I called a friend to wish him happy birthday as, at the time, we were all in lockdown and couldn’t get together.
After the customary, “How are you?” came the customary, “What are you doing with yourself?”
“I’m sorting out life’s wardrobe,” he explained. A perfect description of what many of us have been up to, because we’ve all kept too much stuff in attics, lofts, cupboards and drawers.
In doing so he’d reacquainted himself with a unique collection of photographs he’d taken as a teenager. Dick Hunt, from Thorpe, near Norwich, had taken a boyhood liking to buses for no obvious reason he can recall. He just remembers being fascinated by a badge on a bus radiator he saw while on a trip to Great Yarmouth with his family. He was six years old.

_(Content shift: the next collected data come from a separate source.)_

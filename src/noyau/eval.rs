//! Noyau — évaluation (pipeline réel)
//!
//! tokenize -> RPN -> arbre -> évaluation (f64)
//!
//! Chaque étape échoue vite : la première erreur arrête tout,
//! aucun arbre ni résultat partiel n’est rendu.

use super::arbre::{from_rpn, Noeud};
use super::erreur::{ErreurCalcul, Resultat};
use super::jetons::{format_jetons, tokenize};
use super::operateur::Operateur;
use super::rpn::to_rpn;

#[derive(Default, Clone, Debug, PartialEq)]
pub struct Demarche {
    pub jetons: String,
    pub rpn: String,
}

/// Résultat complet d’un calcul réussi.
#[derive(Clone, Debug, PartialEq)]
pub struct Calcul {
    pub arbre: Noeud,
    pub valeur: f64,
    pub demarche: Demarche,
}

/// API publique : évalue une expression et retourne l’arbre, la valeur et la démarche.
///
/// Seule la chaîne de longueur nulle est "vide" ; une chaîne d’espaces
/// donne zéro jeton et échoue en `ExpressionMalformee`.
#[tracing::instrument(skip_all)]
pub fn eval_expression(expr_str: &str) -> Resultat<Calcul> {
    let res = pipeline(expr_str);
    if let Err(e) = &res {
        tracing::warn!(genre = e.genre(), "échec : {e}");
    }
    res
}

fn pipeline(expr_str: &str) -> Resultat<Calcul> {
    if expr_str.is_empty() {
        return Err(ErreurCalcul::ExpressionVide);
    }

    // 1) Jetons
    let jetons = tokenize(expr_str)?;
    let jetons_txt = format_jetons(&jetons);
    tracing::debug!("jetons = {jetons_txt}");

    // 2) RPN
    let rpn = to_rpn(&jetons)?;
    let rpn_txt = format_jetons(&rpn);
    tracing::debug!("rpn = {rpn_txt}");

    // 3) Arbre
    let arbre = from_rpn(&rpn)?;

    // 4) Valeur
    let valeur = evaluer(&arbre)?;
    tracing::debug!("valeur = {valeur}");

    Ok(Calcul {
        arbre,
        valeur,
        demarche: Demarche {
            jetons: jetons_txt,
            rpn: rpn_txt,
        },
    })
}

/// Évaluation post-ordre : enfants d’abord (gauche puis droite), puis l’opérateur.
///
/// Pile explicite : une longue chaîne "1+1+…+1" donne un arbre aussi profond
/// qu’elle est longue, sans parenthèses.
///
/// `^` suit `powf` : une base négative avec exposant fractionnaire donne NaN,
/// rendu comme une valeur normale.
pub fn evaluer(racine: &Noeud) -> Resultat<f64> {
    #[derive(Copy, Clone)]
    enum Marque<'a> {
        Entrer(&'a Noeud),
        Sortir(&'a str),
    }

    let mut pile: Vec<Marque<'_>> = Vec::with_capacity(64);
    let mut res: Vec<f64> = Vec::with_capacity(64);

    pile.push(Marque::Entrer(racine));

    while let Some(m) = pile.pop() {
        match m {
            Marque::Entrer(Noeud::Operande(texte)) => res.push(lire_nombre(texte)?),

            Marque::Entrer(Noeud::Operation {
                symbole,
                gauche,
                droite,
            }) => {
                pile.push(Marque::Sortir(symbole));
                pile.push(Marque::Entrer(droite));
                pile.push(Marque::Entrer(gauche));
            }

            Marque::Sortir(symbole) => {
                let b = res.pop().ok_or(ErreurCalcul::OperandesInsuffisants)?;
                let a = res.pop().ok_or(ErreurCalcul::OperandesInsuffisants)?;

                let v = match Operateur::depuis_symbole(symbole)? {
                    Operateur::Plus => a + b,
                    Operateur::Moins => a - b,
                    Operateur::Fois => a * b,
                    Operateur::Divise => {
                        if b == 0.0 {
                            return Err(ErreurCalcul::DivisionParZero);
                        }
                        a / b
                    }
                    Operateur::Puissance => a.powf(b),
                };
                res.push(v);
            }
        }
    }

    res.pop().ok_or(ErreurCalcul::ExpressionMalformee)
}

/// Littéral décimal : chiffres avec au plus un '.', au moins un chiffre.
/// (`str::parse` seul accepterait aussi "inf", "1e3", "+1"...)
fn lire_nombre(texte: &str) -> Resultat<f64> {
    let invalide = || ErreurCalcul::LitteralNumeriqueInvalide(texte.to_string());

    let forme_ok = texte.chars().all(|c| c.is_ascii_digit() || c == '.')
        && texte.chars().filter(|&c| c == '.').count() <= 1
        && texte.chars().any(|c| c.is_ascii_digit());
    if !forme_ok {
        return Err(invalide());
    }

    texte.parse::<f64>().map_err(|_| invalide())
}
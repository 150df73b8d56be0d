// src/noyau/format.rs

/// Affichage du résultat numérique.
///
/// - entier fini : tous ses chiffres + une décimale ("14.0", "1152921504606846976.0")
/// - autre fini  : forme la plus courte qui relit la même valeur ("0.1")
/// - NaN / ±Infinity
pub fn format_resultat(v: f64) -> String {
    if v.is_nan() {
        return "NaN".into();
    }
    if v.is_infinite() {
        return if v > 0.0 {
            "Infinity".into()
        } else {
            "-Infinity".into()
        };
    }
    if v.fract() == 0.0 {
        // évite "-0.0" pour un zéro négatif
        let v = if v == 0.0 { 0.0 } else { v };
        return format!("{v:.1}");
    }
    format!("{v}")
}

“It must have triggered something,” he says.
Dick is part of the generation who grew up in a family who couldn’t initially afford a car, so the only option for getting about was on a bus. While my dad had a car, because he was a sales rep in the north east of England where we lived back then, the car and him were away all day so I took lots of trips on buses with Mother and recall the excitement of the ‘73’ red United bus rounding the corner towards the bus stop.
Dick was no different with his own memories. “Mum and I would catch the ‘92’ on Witard Road to go up the city.”
Bu hikaye Let's Talk dergisinin July 2020 sayısından alınmıştır.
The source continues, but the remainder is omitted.